The Liberal Democrats, who commission­ed the analysis, accused Jeremy Hunt, the Chancellor, of “taking a bolt cutter to the triple lock” and said pensioners deserved a better deal.

Wendy Chamberlai­n, the party’s work and pensions spokesman, said: “This Conservati­ve government is picking pensioners’ pockets to try and fill the black hole caused by their disastrous economic policy.

“These are people who have played by the rules their whole lives, paid their taxes and contribute­d so much to our society. They expect that in their older years the Government would look after them, not place even more financial hardship upon them during a cost of living crisis.

“Millions of pensioners across the country are sick to the back teeth of being taken for granted by the Conservati­ve Party. Rishi Sunak and Jeremy Hunt should expect a reckoning at the ballot box as pensioners abandon this ... Government in their droves.”

Last week, a separate Lib Dem analysis found up to 1.6 million more pensioners will pay income tax in the next four years after the Government froze the threshold where people start to pay.

Paul Maynard, the pensions minister, dismissed the Liberal Democrat analysis as “another cynical announceme­nt” and said the party had “no plan”.

He said: “It was a Conservati­ve government that introduced the pensioner triple lock. [We] are the only party that will back British pensioners.”
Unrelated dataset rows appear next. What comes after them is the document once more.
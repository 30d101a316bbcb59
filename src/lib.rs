pub mod checkpoint;
pub mod decoder;
pub mod provider;
pub mod scanner;
pub mod session;
pub mod types;
pub mod watch_config;

#[cfg(test)]
mod testing;

use std::sync::Arc;

use ethers::{providers::ProviderError, types::Address};
use thiserror::Error;
use tokio::task::{JoinError, JoinSet};
use tracing_futures::Instrument;

use crate::{
    checkpoint::CheckpointStore,
    provider::ChainQuery,
    scanner::ScanError,
    session::{Session, StopHandle},
    types::EventSink,
    watch_config::WatchConfig,
};

#[derive(Error, Debug)]
pub enum Error {
    #[error("invalid rpc url {url}: {source}")]
    InvalidRpcUrl {
        url: String,
        #[source]
        source: url::ParseError,
    },
    #[error("chain id mismatch, provider gave {from_provider} while {expected} was expected")]
    ProviderChainIdMismatch { from_provider: u64, expected: u64 },
    #[error("could not get remote chain id from provider for chain {chain_id}: {source:?}")]
    ProviderChainId {
        chain_id: u64,
        #[source]
        source: ProviderError,
    },
    #[error("watch session for {contract_address:?} failed: {source}")]
    Session {
        contract_address: Address,
        #[source]
        source: ScanError,
    },
    #[error("error joining watch session tasks: {0:?}")]
    SessionsJoin(#[source] JoinError),
}

/// Runs one independent session per watched contract.
pub struct Watcher {
    sessions: Vec<(Session, StopHandle)>,
}

impl Watcher {
    pub fn builder(
        store: Arc<dyn CheckpointStore>,
        sink: Arc<dyn EventSink>,
    ) -> WatcherBuilder {
        WatcherBuilder::new(store, sink)
    }

    /// Handles that stop the sessions, in the order they were added.
    pub fn stop_handles(&self) -> Vec<StopHandle> {
        self.sessions
            .iter()
            .map(|(_, handle)| handle.clone())
            .collect()
    }

    /// Runs every session until all of them stop. The first session to fail
    /// permanently ends the whole watcher.
    pub async fn scan(self) -> Result<(), Error> {
        let mut join_set = JoinSet::new();
        for (session, _) in self.sessions.into_iter() {
            let contract = session.target().contract_address;
            tracing::info!("setting up watch session for contract {contract:?}");
            join_set.spawn(
                session
                    .run()
                    .instrument(tracing::info_span!("watch-session", contract = ?contract)),
            );
        }

        // wait until every session stops, or one fails
        while let Some(join_result) = join_set.join_next().await {
            match join_result {
                Ok(result) => {
                    if let Err(error) = result {
                        return Err(error);
                    }
                }
                Err(err) => {
                    return Err(Error::SessionsJoin(err));
                }
            }
        }

        Ok(())
    }
}

pub struct WatcherBuilder {
    store: Arc<dyn CheckpointStore>,
    sink: Arc<dyn EventSink>,
    sessions: Vec<(Session, StopHandle)>,
}

impl WatcherBuilder {
    pub fn new(store: Arc<dyn CheckpointStore>, sink: Arc<dyn EventSink>) -> Self {
        Self {
            store,
            sink,
            sessions: vec![],
        }
    }

    pub fn build(self) -> Watcher {
        Watcher {
            sessions: self.sessions,
        }
    }

    pub fn watch(mut self, config: WatchConfig, chain: Arc<dyn ChainQuery>) -> Self {
        self.sessions.push(Session::new(
            config,
            chain,
            self.store.clone(),
            self.sink.clone(),
        ));
        self
    }
}

#[cfg(test)]
mod test {
    use std::{sync::Arc, time::Duration};

    use ethers::types::{Address, H256};

    use super::{Error, Watcher};
    use crate::{
        checkpoint::{CheckpointStore, MemoryStore},
        scanner::ScanError,
        testing::{FakeChain, RecordingSink},
        types::Receipt,
        watch_config::WatchConfig,
    };

    #[tokio::test(start_paused = true)]
    async fn sessions_run_independently_until_stopped() {
        let first = Arc::new(FakeChain::with_heads([10]));
        let second = Arc::new(FakeChain::with_heads([500]));
        let other_contract = Address::random();
        let store = Arc::new(MemoryStore::new());
        let sink = Arc::new(RecordingSink::default());

        let watcher = Watcher::builder(store.clone(), sink.clone())
            .watch(WatchConfig::builder(FakeChain::CONTRACT, 5).build(), first.clone())
            .watch(WatchConfig::builder(other_contract, 400).build(), second.clone())
            .build();
        let stop_handles = watcher.stop_handles();

        let running = tokio::spawn(watcher.scan());
        tokio::time::sleep(Duration::from_secs(1)).await;
        for handle in &stop_handles {
            handle.stop();
        }
        running.await.unwrap().unwrap();

        assert_eq!(first.ranges(), vec![(5, 10)]);
        assert_eq!(second.ranges(), vec![(400, 500)]);
        let first_checkpoint = store.load_latest(FakeChain::CONTRACT).await.unwrap();
        let second_checkpoint = store.load_latest(other_contract).await.unwrap();
        assert_eq!(first_checkpoint.unwrap().last_checked_block, 10);
        assert_eq!(second_checkpoint.unwrap().last_checked_block, 500);
        assert_eq!(sink.stopped().len(), 2);
    }

    #[tokio::test(start_paused = true)]
    async fn permanent_session_failure_ends_the_watcher() {
        let chain = Arc::new(FakeChain::with_heads([10]));
        let tx_hash = H256::random();
        chain.set_receipt(Receipt {
            tx_hash,
            block_number: Some(3),
            succeeded: false,
            logs: vec![],
        });
        let watcher = Watcher::builder(
            Arc::new(MemoryStore::new()),
            Arc::new(RecordingSink::default()),
        )
        .watch(
            WatchConfig::builder(FakeChain::CONTRACT, 0)
                .trigger_tx(Some(tx_hash))
                .build(),
            chain,
        )
        .build();

        let error = watcher.scan().await.unwrap_err();

        assert!(matches!(
            error,
            Error::Session {
                source: ScanError::TriggerReverted(_),
                ..
            }
        ));
    }
}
Conservati­ve sources noted that the state pension had increased by £3,700 since the party took office in 2010, while the number of pensioners living in absolute poverty has fallen by more than 200,000 in the same time period.

The personal allowance is still high enough that pensioners who only receive a full basic or new state income will not pay any tax on this, and will only start paying income tax at £12,570.

A Treasury spokesman said: “Pensioners do not pay any income tax if their sole income is from the full new state pension.

“We are standing by our commitment to maintain the triple lock by raising the basic state pension to almost £170 a week, after the largest ever cash increase last year.”